(Saved entries)
---

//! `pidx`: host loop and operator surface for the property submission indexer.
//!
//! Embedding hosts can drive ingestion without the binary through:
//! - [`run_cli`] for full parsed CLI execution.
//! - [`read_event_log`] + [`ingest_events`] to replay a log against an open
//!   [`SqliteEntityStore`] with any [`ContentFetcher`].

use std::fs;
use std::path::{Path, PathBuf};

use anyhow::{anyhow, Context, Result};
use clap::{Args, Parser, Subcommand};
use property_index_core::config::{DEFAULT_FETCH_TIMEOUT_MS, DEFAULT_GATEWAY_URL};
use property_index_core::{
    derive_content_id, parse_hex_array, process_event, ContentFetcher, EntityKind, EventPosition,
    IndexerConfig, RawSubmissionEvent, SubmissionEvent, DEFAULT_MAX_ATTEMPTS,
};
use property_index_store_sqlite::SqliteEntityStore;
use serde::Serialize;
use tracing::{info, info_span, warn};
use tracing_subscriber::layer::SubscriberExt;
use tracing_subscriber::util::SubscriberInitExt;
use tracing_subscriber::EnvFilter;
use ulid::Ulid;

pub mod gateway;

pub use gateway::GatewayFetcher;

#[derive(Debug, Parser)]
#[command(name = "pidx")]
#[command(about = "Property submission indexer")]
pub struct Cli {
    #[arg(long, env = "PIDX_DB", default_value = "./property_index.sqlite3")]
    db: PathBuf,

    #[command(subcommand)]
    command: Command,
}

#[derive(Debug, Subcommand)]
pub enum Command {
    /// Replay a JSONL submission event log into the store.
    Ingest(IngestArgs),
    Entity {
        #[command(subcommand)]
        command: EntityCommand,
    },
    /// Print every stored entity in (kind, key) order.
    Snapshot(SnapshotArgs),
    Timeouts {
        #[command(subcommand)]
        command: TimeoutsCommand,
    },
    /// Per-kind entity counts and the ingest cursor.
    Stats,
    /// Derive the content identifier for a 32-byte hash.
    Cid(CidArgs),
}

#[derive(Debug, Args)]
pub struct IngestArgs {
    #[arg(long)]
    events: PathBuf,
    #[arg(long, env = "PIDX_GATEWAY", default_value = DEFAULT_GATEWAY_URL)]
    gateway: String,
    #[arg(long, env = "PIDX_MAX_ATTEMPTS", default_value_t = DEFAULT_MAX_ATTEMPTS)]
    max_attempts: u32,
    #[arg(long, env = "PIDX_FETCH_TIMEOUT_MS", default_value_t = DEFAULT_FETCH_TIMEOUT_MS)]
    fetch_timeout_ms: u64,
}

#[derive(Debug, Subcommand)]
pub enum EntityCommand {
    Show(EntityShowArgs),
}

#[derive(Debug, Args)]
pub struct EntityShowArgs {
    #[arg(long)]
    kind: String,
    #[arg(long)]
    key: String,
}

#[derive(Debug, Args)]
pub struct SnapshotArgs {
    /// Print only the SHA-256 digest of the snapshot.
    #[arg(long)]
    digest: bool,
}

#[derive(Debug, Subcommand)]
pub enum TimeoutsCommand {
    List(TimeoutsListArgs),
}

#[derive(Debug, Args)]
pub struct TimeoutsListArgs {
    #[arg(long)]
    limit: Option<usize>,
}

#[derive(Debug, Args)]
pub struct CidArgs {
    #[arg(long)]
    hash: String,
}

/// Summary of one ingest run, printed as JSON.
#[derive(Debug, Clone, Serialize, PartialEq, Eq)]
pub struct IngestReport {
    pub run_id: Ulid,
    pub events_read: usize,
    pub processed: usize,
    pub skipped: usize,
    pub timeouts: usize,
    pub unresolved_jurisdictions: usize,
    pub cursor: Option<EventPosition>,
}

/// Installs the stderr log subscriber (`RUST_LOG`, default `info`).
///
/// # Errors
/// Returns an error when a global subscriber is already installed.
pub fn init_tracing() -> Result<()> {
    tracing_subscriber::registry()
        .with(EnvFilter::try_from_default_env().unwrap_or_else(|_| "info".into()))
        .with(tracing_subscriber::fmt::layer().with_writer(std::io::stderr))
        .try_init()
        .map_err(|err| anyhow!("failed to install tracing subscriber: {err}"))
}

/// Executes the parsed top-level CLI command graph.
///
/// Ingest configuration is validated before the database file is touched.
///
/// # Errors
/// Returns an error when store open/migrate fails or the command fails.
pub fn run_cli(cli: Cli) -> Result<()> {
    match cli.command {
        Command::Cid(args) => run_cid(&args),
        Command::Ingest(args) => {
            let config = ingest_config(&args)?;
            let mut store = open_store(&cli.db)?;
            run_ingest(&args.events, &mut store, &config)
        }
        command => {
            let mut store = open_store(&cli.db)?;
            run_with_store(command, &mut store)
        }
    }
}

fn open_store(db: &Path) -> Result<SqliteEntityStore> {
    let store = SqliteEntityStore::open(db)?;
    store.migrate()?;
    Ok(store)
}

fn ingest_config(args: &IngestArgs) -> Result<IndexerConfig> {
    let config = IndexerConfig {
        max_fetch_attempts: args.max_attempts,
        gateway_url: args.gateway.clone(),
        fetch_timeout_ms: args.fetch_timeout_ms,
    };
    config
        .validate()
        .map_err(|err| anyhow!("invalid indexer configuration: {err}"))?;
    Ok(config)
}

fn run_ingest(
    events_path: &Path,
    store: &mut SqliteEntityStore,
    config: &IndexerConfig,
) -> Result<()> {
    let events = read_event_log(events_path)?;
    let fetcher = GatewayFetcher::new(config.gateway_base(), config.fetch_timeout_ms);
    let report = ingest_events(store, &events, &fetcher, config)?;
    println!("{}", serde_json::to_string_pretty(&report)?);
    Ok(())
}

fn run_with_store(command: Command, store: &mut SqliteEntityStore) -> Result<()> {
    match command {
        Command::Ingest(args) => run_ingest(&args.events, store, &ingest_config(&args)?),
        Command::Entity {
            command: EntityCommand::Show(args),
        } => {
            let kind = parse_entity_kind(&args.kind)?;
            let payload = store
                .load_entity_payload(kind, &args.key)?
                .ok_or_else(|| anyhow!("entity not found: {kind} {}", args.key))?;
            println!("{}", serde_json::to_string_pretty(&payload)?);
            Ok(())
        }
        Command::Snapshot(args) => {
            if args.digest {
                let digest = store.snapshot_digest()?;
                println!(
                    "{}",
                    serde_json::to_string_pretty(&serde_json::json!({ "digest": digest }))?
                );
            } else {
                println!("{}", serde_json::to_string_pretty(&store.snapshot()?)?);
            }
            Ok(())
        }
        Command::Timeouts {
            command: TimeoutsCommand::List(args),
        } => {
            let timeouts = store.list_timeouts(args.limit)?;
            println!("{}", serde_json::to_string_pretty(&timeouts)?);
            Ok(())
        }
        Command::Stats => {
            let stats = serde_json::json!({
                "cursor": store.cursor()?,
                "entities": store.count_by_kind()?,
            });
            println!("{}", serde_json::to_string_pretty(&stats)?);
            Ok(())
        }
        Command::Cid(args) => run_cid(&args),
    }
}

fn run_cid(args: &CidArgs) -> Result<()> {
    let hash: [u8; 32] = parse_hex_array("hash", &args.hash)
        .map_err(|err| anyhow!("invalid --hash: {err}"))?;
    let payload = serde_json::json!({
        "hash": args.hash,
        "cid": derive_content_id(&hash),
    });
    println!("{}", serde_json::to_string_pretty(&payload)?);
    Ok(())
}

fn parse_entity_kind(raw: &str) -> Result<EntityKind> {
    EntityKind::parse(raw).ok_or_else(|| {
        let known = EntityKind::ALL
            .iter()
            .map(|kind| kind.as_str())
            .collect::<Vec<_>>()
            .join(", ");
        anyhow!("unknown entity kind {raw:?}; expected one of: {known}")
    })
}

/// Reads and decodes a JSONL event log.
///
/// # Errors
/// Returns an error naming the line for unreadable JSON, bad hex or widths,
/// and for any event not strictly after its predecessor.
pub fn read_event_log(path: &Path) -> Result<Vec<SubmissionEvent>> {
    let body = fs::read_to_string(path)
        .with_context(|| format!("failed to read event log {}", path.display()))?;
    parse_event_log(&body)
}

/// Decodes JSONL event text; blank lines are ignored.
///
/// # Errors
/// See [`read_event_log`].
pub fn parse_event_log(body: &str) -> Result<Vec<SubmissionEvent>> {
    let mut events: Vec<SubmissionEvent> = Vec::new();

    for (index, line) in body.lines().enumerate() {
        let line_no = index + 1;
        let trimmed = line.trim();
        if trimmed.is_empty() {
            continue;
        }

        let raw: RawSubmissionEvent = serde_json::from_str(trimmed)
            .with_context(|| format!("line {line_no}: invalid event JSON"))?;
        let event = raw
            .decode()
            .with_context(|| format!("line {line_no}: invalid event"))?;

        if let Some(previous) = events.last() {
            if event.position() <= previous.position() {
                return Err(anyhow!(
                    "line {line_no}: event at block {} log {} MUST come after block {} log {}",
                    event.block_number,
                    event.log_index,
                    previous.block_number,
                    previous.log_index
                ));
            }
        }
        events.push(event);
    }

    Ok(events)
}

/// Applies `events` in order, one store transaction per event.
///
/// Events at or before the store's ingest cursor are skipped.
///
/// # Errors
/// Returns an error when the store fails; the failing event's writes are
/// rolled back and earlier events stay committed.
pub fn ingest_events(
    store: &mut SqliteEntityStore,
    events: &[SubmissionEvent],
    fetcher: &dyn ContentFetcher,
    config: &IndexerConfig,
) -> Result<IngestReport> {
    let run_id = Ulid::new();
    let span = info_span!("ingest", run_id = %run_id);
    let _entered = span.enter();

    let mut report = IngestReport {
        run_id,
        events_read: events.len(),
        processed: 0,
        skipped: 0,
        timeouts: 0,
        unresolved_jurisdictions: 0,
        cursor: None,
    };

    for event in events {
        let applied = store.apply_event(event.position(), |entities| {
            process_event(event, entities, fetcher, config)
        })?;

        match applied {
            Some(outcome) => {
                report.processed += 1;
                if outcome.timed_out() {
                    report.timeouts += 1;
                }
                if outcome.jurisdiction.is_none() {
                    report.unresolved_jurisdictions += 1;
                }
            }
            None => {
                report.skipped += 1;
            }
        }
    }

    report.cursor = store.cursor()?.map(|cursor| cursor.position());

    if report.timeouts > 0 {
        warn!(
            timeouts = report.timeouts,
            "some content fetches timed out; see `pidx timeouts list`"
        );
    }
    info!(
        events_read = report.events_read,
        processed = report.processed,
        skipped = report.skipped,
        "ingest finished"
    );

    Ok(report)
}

---

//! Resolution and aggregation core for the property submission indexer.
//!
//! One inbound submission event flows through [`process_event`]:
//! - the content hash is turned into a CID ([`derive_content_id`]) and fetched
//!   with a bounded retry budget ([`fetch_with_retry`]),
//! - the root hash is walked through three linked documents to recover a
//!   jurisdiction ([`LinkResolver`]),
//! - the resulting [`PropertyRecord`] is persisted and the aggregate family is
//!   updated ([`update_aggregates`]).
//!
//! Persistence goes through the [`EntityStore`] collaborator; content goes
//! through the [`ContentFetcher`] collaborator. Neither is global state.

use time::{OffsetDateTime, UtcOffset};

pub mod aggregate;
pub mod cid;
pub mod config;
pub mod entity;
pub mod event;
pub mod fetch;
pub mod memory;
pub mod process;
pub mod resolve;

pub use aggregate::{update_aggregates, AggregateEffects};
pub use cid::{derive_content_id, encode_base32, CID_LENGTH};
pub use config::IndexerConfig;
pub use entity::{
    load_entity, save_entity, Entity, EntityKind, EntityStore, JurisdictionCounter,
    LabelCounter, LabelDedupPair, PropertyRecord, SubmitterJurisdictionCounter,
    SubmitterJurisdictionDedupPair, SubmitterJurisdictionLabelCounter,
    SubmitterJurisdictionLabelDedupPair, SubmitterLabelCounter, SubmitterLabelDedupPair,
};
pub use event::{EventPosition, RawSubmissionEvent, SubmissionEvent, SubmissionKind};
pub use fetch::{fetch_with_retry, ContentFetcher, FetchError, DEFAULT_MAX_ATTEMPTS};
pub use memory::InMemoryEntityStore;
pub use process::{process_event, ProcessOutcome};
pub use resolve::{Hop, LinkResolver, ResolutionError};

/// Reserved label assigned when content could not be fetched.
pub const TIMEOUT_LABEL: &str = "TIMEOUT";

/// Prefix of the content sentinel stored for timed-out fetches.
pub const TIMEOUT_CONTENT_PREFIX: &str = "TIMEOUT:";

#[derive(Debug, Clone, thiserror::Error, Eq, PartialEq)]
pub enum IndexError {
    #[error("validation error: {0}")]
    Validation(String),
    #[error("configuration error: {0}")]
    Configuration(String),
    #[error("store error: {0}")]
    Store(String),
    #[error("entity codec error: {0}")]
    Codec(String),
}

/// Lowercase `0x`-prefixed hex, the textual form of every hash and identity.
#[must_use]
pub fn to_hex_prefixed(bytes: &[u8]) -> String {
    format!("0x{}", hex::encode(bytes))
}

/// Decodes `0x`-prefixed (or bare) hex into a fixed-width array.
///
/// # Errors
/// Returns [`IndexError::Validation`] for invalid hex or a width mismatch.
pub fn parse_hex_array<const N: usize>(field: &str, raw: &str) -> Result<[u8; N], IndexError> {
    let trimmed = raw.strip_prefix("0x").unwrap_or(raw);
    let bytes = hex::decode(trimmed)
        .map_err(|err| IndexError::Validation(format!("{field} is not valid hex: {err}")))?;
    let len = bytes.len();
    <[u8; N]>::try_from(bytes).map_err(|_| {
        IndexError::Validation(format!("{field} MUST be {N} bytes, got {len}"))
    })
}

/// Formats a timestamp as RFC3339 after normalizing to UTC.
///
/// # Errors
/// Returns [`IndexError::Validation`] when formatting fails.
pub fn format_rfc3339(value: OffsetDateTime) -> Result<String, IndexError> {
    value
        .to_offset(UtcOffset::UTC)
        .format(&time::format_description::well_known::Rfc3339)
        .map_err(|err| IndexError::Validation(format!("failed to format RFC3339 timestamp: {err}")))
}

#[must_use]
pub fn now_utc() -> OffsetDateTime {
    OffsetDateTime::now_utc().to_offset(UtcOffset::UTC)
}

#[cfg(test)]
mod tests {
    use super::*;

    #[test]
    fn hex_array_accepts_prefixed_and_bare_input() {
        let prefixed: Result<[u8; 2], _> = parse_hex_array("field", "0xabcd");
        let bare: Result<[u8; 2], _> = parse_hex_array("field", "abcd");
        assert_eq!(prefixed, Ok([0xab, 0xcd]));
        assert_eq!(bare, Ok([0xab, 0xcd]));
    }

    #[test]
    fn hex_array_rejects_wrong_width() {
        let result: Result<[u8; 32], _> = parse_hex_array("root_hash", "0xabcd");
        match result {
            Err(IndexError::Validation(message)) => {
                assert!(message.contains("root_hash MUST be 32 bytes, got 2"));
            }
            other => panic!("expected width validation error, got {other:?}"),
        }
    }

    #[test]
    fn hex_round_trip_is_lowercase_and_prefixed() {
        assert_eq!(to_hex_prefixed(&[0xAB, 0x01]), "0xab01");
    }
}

---

Only the count, nothing else: how many lines of the records hold the word "IngestReport"?

Response to this task:
3